[Requirement]: Below is a set of records; print all of them exactly as written.

Stored items

============================================================

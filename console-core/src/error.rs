use thiserror::Error;

use crate::upload::MAX_FIRMWARE_SIZE_STR;

/// Failure to obtain a usable status document from the device.
///
/// Never shown as a blocking error: the status client swaps in the
/// "Unknown" view instead.
#[derive(Debug, Clone, PartialEq, Eq, Error)]
pub enum StatusError {
    #[error("status request failed: {0}")]
    Transport(String),

    #[error("status request returned HTTP {status}")]
    Http { status: u16 },

    #[error("invalid status document: {0}")]
    Parse(String),
}

impl From<serde_json::Error> for StatusError {
    fn from(err: serde_json::Error) -> Self {
        StatusError::Parse(err.to_string())
    }
}

/// Pre-transmission checks, in the order they are applied.
#[derive(Debug, Clone, Copy, PartialEq, Eq, Error)]
pub enum ValidationFailure {
    #[error("Battery low. Can't update! Recharge first")]
    BatteryLow,

    #[error("No file selected!")]
    NoFileSelected,

    #[error("File size must be less than {}!", MAX_FIRMWARE_SIZE_STR)]
    FileTooLarge { size: u64 },
}

/// Everything that can end an upload attempt without a success.
///
/// The `Display` text is what the user sees after "Update failed: ".
#[derive(Debug, Clone, PartialEq, Eq, Error)]
pub enum UploadError {
    #[error(transparent)]
    Validation(#[from] ValidationFailure),

    #[error("{0}")]
    Transport(String),

    #[error("{reason}")]
    Rejected { status: u16, reason: String },

    #[error("Failed to read firmware: {0}")]
    Io(String),

    /// Another upload is still in flight
    #[error("Update already in progress")]
    Busy,
}

impl UploadError {
    /// Whether the attempt was stopped before anything was sent.
    pub fn is_validation(&self) -> bool {
        matches!(self, UploadError::Validation(_))
    }
}

#[cfg(test)]
mod tests {
    use super::*;

    #[test]
    fn test_validation_messages() {
        assert_eq!(
            ValidationFailure::BatteryLow.to_string(),
            "Battery low. Can't update! Recharge first"
        );
        assert_eq!(ValidationFailure::NoFileSelected.to_string(), "No file selected!");
        assert_eq!(
            ValidationFailure::FileTooLarge { size: 3 * 1024 * 1024 }.to_string(),
            "File size must be less than 2MB!"
        );
    }

    #[test]
    fn test_upload_error_display_is_bare_reason() {
        let err = UploadError::Rejected {
            status: 400,
            reason: "Image validation failed".to_string(),
        };
        assert_eq!(err.to_string(), "Image validation failed");

        let err: UploadError = ValidationFailure::NoFileSelected.into();
        assert!(err.is_validation());
        assert_eq!(err.to_string(), "No file selected!");
    }

    #[test]
    fn test_parse_error_conversion() {
        let err = serde_json::from_str::<serde_json::Value>("{").unwrap_err();
        let status: StatusError = err.into();
        assert!(matches!(status, StatusError::Parse(_)));
    }
}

============================================================

[Answer space]:
filename console-core/src/error.rs
use thiserror::Error;

use crate::upload::MAX_FIRMWARE_SIZE_STR;

/// Failure to obtain a usable status document from the device.
///
/// Never shown as a blocking error: the status client swaps in the
/// "Unknown" view instead.
#[derive(Debug, Clone, PartialEq, Eq, Error)]
pub enum StatusError {
    #[error("status request failed: {0}")]
    Transport(String),

    #[error("status request returned HTTP {status}")]
    Http { status: u16 },

    #[error("invalid status document: {0}")]
    Parse(String),
}

impl From<serde_json::Error> for StatusError {
    fn from(err: serde_json::Error) -> Self {
        StatusError::Parse(err.to_string())
    }
}

/// Pre-transmission checks, in the order they are applied.
#[derive(Debug, Clone, Copy, PartialEq, Eq, Error)]
pub enum ValidationFailure {
    #[error("Battery low. Can't update! Recharge first")]
    BatteryLow,

    #[error("No file selected!")]
    NoFileSelected,

    #[error("File size must be less than {}!", MAX_FIRMWARE_SIZE_STR)]
    FileTooLarge { size: u64 },
}

/// Everything that can end an upload attempt without a success.
///
/// The `Display` text is what the user sees after "Update failed: ".
#[derive(Debug, Clone, PartialEq, Eq, Error)]
pub enum UploadError {
    #[error(transparent)]
    Validation(#[from] ValidationFailure),

    #[error("{0}")]
    Transport(String),

    #[error("{reason}")]
    Rejected { status: u16, reason: String },

    #[error("Failed to read firmware: {0}")]
    Io(String),

    /// Another upload is still in flight
    #[error("Update already in progress")]
    Busy,
}

impl UploadError {
    /// Whether the attempt was stopped before anything was sent.
    pub fn is_validation(&self) -> bool {
        matches!(self, UploadError::Validation(_))
    }
}

#[cfg(test)]
mod tests {
    use super::*;

    #[test]
    fn test_validation_messages() {
        assert_eq!(
            ValidationFailure::BatteryLow.to_string(),
            "Battery low. Can't update! Recharge first"
        );
        assert_eq!(ValidationFailure::NoFileSelected.to_string(), "No file selected!");
        assert_eq!(
            ValidationFailure::FileTooLarge { size: 3 * 1024 * 1024 }.to_string(),
            "File size must be less than 2MB!"
        );
    }

    #[test]
    fn test_upload_error_display_is_bare_reason() {
        let err = UploadError::Rejected {
            status: 400,
            reason: "Image validation failed".to_string(),
        };
        assert_eq!(err.to_string(), "Image validation failed");

        let err: UploadError = ValidationFailure::NoFileSelected.into();
        assert!(err.is_validation());
        assert_eq!(err.to_string(), "No file selected!");
    }

    #[test]
    fn test_parse_error_conversion() {
        let err = serde_json::from_str::<serde_json::Value>("{").unwrap_err();
        let status: StatusError = err.into();
        assert!(matches!(status, StatusError::Parse(_)));
    }
}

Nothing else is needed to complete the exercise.